Studies showing reduced PKC zeta expression or enzymatic activity in different types of human cancers support the clinical relevance of PKC zeta as a tumor suppressor. However, the in vivo role of PKC zeta and its mechanisms of action in prostate cancer remain unclear. Here we demonstrate that the genetic inactivation of PKC zeta in mice results in invasive prostate carcinoma in vivo in the context of phosphatase and tensin homolog deficiency. Bioinformatic analysis of human prostate cancer gene-expression sets revealed increased c-Myc transcriptional activity in PKC zeta-inactive cells, which correlated with increased cell growth, invasion, and metastasis.

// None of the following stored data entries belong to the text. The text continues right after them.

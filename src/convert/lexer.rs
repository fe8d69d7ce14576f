//! Scanners and line helpers shared by the conversion passes.

use nom::{
    branch::alt,
    bytes::complete::{tag, take_until, take_while, take_while1, take_while_m_n},
    character::complete::{char, digit1, one_of},
    combinator::{opt, recognize, verify},
    sequence::pair,
    IResult, Parser,
};

/// The two list flavours, matched separately so adjacent lists of
/// different styles are not merged.
#[derive(Debug, Clone, Copy, PartialEq, Eq)]
pub enum MarkerKind {
    /// `*`, `+` or `-`
    Unordered,
    /// `1.`, `2.`, ...
    Ordered,
}

/// The opening of a list item line: `indent marker whitespace`.
#[derive(Debug, Clone, PartialEq)]
pub struct ItemStart<'a> {
    pub indent: &'a str,
    pub marker: &'a str,
    pub kind: MarkerKind,
}

fn is_inline_space(c: char) -> bool {
    c == ' ' || c == '\t'
}

/// Parse a list marker.
pub fn list_marker(input: &str) -> IResult<&str, (&str, MarkerKind)> {
    alt((
        recognize(one_of("*+-")).map(|m| (m, MarkerKind::Unordered)),
        recognize(pair(digit1, char('.'))).map(|m| (m, MarkerKind::Ordered)),
    ))
    .parse(input)
}

/// Parse the start of a list item with any indentation and any marker.
pub fn item_start(input: &str) -> IResult<&str, ItemStart<'_>> {
    let (input, indent) = take_while(is_inline_space).parse(input)?;
    let (input, (marker, kind)) = list_marker(input)?;
    let (input, _) = take_while1(is_inline_space).parse(input)?;
    Ok((input, ItemStart { indent, marker, kind }))
}

/// Parse the first line of a list region: at most `max_indent` spaces, a
/// marker of the requested kind and whitespace. A horizontal rule written
/// with the marker (`- - -`, `* * *`) is rejected.
pub fn region_start(input: &str, max_indent: usize, kind: MarkerKind) -> IResult<&str, &str> {
    let (input, _) = take_while_m_n(0, max_indent, |c: char| c == ' ').parse(input)?;
    let (input, marker) = verify(list_marker, |(_, k): &(&str, MarkerKind)| *k == kind)
        .map(|(m, _)| m)
        .parse(input)?;
    let (rest, _) = take_while1(is_inline_space).parse(input)?;

    let after_spaces = rest.trim_start_matches(' ');
    if after_spaces
        .strip_prefix(marker)
        .is_some_and(|tail| tail.starts_with(' '))
    {
        return Err(nom::Err::Error(nom::error::Error::new(
            input,
            nom::error::ErrorKind::Verify,
        )));
    }

    Ok((rest, marker))
}

/// Parse the tail of a reference link, `[id]`, allowing one space or one
/// newline plus indentation before it. Returns the id.
pub fn reference_tail(input: &str) -> IResult<&str, &str> {
    let (input, _) = opt(char(' ')).parse(input)?;
    let (input, _) = opt(pair(char('\n'), take_while(|c: char| c == ' '))).parse(input)?;
    let (input, _) = char('[').parse(input)?;
    let (input, id) = take_until("]").parse(input)?;
    let (input, _) = char(']').parse(input)?;
    Ok((input, id))
}

/// Parse the head of a footnote definition line, `[^id]:`, indented by at
/// most `max_indent` spaces. Returns the raw id; the rest of the line is the
/// first line of the body.
pub fn footnote_definition_start(input: &str, max_indent: usize) -> IResult<&str, &str> {
    let (input, _) = take_while_m_n(0, max_indent, |c: char| c == ' ').parse(input)?;
    let (input, _) = tag("[^").parse(input)?;
    let (input, id) = verify(take_until("]:"), |id: &str| !id.is_empty()).parse(input)?;
    let (input, _) = tag("]:").parse(input)?;
    let (input, _) = take_while(is_inline_space).parse(input)?;
    Ok((input, id))
}

/// Parse a run of backticks.
pub fn backtick_run(input: &str) -> IResult<&str, &str> {
    take_while1(|c: char| c == '`').parse(input)
}

/// Length in bytes of the backtick run at the start of `input` (0 if none).
pub fn backtick_run_len(input: &str) -> usize {
    backtick_run(input).map_or(0, |(_, run)| run.len())
}

/// Number of consecutive `\n` at the start of `input`.
pub fn newline_run_len(input: &str) -> usize {
    input.bytes().take_while(|&b| b == b'\n').count()
}

/// Whether a byte offset is at the start of a line.
pub fn is_line_start(text: &str, pos: usize) -> bool {
    pos == 0 || text.as_bytes().get(pos - 1) == Some(&b'\n')
}

/// Byte offsets of every line start at or after `from`.
pub fn line_starts(text: &str, from: usize) -> impl Iterator<Item = usize> + '_ {
    let first = (from <= text.len() && is_line_start(text, from)).then_some(from);
    let rest = text
        .get(from..)
        .unwrap_or("")
        .match_indices('\n')
        .map(move |(i, _)| from + i + 1)
        .filter(move |&ls| ls < text.len());
    first.into_iter().chain(rest)
}

/// Remove one level of indentation (a tab or up to `tab_width` spaces)
/// from every line.
pub fn outdent(text: &str, tab_width: usize) -> String {
    text.split_inclusive('\n')
        .map(|line| {
            if let Some(rest) = line.strip_prefix('\t') {
                return rest;
            }
            let spaces = line.bytes().take(tab_width).take_while(|&b| b == b' ').count();
            &line[spaces..]
        })
        .collect()
}

/// Prefix every non-empty line with `prefix`.
pub fn indent_lines(text: &str, prefix: &str) -> String {
    text.split_inclusive('\n')
        .map(|line| {
            if line.trim_end_matches('\n').is_empty() {
                line.to_string()
            } else {
                format!("{prefix}{line}")
            }
        })
        .collect()
}

/// Remove the common leading whitespace of all non-blank lines. Tabs count
/// to the next multiple of `tab_size` columns. With `skip_first_line`, the
/// first line neither takes part in the margin nor gets dedented.
pub fn dedent(text: &str, tab_size: usize, skip_first_line: bool) -> String {
    let lines: Vec<&str> = text.split_inclusive('\n').collect();
    let skip = usize::from(skip_first_line);

    let margin = lines
        .iter()
        .skip(skip)
        .filter_map(|line| leading_columns(line, tab_size))
        .min();

    let Some(margin) = margin.filter(|&m| m > 0) else {
        return text.to_string();
    };

    lines
        .iter()
        .enumerate()
        .map(|(i, line)| {
            if i < skip {
                (*line).to_string()
            } else {
                strip_columns(line, margin, tab_size)
            }
        })
        .collect()
}

/// Indentation width of a line, or `None` for a blank line.
fn leading_columns(line: &str, tab_size: usize) -> Option<usize> {
    let mut width = 0;
    for c in line.chars() {
        match c {
            ' ' => width += 1,
            '\t' => width += tab_size - (width % tab_size),
            '\n' | '\r' => return None,
            _ => return Some(width),
        }
    }
    None
}

fn strip_columns(line: &str, margin: usize, tab_size: usize) -> String {
    let mut removed = 0;
    for (i, c) in line.char_indices() {
        match c {
            ' ' => removed += 1,
            '\t' => removed += tab_size - (removed % tab_size),
            _ => return line[i..].to_string(),
        }
        if removed == margin {
            return line[i + 1..].to_string();
        }
        if removed > margin {
            return format!("{}{}", " ".repeat(removed - margin), &line[i + 1..]);
        }
    }
    String::new()
}

/// Footnote ids: anything that is not a word character becomes `-`.
pub fn normalize_footnote_id(id: &str) -> String {
    id.chars()
        .map(|c| if c.is_alphanumeric() || c == '_' { c } else { '-' })
        .collect()
}

#[cfg(test)]
mod tests {
    use super::*;
    use pretty_assertions::assert_eq;

    #[test]
    fn test_item_start() {
        let (rest, item) = item_start("  12. text").unwrap();
        assert_eq!(item.indent, "  ");
        assert_eq!(item.marker, "12.");
        assert_eq!(item.kind, MarkerKind::Ordered);
        assert_eq!(rest, "text");

        assert!(item_start("-text").is_err());
        assert!(item_start("1 text").is_err());
    }

    #[test]
    fn test_region_start() {
        assert_eq!(region_start("- a", 3, MarkerKind::Unordered).unwrap().1, "-");
        assert!(region_start("- a", 3, MarkerKind::Ordered).is_err());
        assert!(region_start("    - a", 3, MarkerKind::Unordered).is_err());
        assert!(region_start("- - -", 3, MarkerKind::Unordered).is_err());
        assert!(region_start("* * *", 3, MarkerKind::Unordered).is_err());
        assert_eq!(region_start("3. x", 3, MarkerKind::Ordered).unwrap().1, "3.");
    }

    #[test]
    fn test_reference_tail() {
        assert_eq!(reference_tail("[id] rest").unwrap(), (" rest", "id"));
        assert_eq!(reference_tail(" [id]").unwrap().1, "id");
        assert_eq!(reference_tail("\n   [id]").unwrap().1, "id");
        assert_eq!(reference_tail("[]").unwrap().1, "");
        assert!(reference_tail("  [id]").is_err());
        assert!(reference_tail("(url)").is_err());
    }

    #[test]
    fn test_footnote_definition_start() {
        assert_eq!(
            footnote_definition_start("[^note 1]: Body", 3).unwrap(),
            ("Body", "note 1")
        );
        assert!(footnote_definition_start("[^]: Body", 3).is_err());
        assert!(footnote_definition_start("    [^a]: Body", 3).is_err());
    }

    #[test]
    fn test_backtick_run_len() {
        assert_eq!(backtick_run_len("``code``"), 2);
        assert_eq!(backtick_run_len("code"), 0);
    }

    #[test]
    fn test_line_starts() {
        let text = "ab\ncd\n\nef";
        assert_eq!(line_starts(text, 0).collect::<Vec<_>>(), vec![0, 3, 6, 7]);
        assert_eq!(line_starts(text, 4).collect::<Vec<_>>(), vec![6, 7]);
    }

    #[test]
    fn test_outdent() {
        assert_eq!(outdent("a\n    b\n\tc\n  d\n", 4), "a\nb\nc\nd\n");
        assert_eq!(outdent("      e\n", 4), "  e\n");
    }

    #[test]
    fn test_indent_lines_skips_blank() {
        assert_eq!(indent_lines("a\n\nb", "  "), "  a\n\n  b");
    }

    #[test]
    fn test_dedent() {
        assert_eq!(dedent("first\n    a\n      b\n", 8, true), "first\na\n  b\n");
        assert_eq!(dedent("\n    a\n    b\n", 8, false), "\na\nb\n");
        assert_eq!(dedent("\ta\n    b\n", 8, false), "    a\nb\n");
    }

    #[test]
    fn test_normalize_footnote_id() {
        assert_eq!(normalize_footnote_id("my note.1"), "my-note-1");
        assert_eq!(normalize_footnote_id("a_b"), "a_b");
    }
}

Interestingly, PKC zeta knockdown or the overexpression of a kinase-inactive mutant resulted in enhanced cell proliferation and invasion in vitro through increased c-Myc mRNA and protein levels and decreased Ser-373 phosphorylation of c-Myc. Analysis of prostate cancer samples demonstrated increased expression and decreased phosphorylation of c-Myc at Ser-373 in PKC zeta knockout tumors. In vivo xenograft studies revealed that c-Myc phosphorylation by PKC zeta is a critical event in the control of metastasis. Collectively, these results establish PKC zeta as an important tumor suppressor and regulator of c-Myc function in prostate cancer.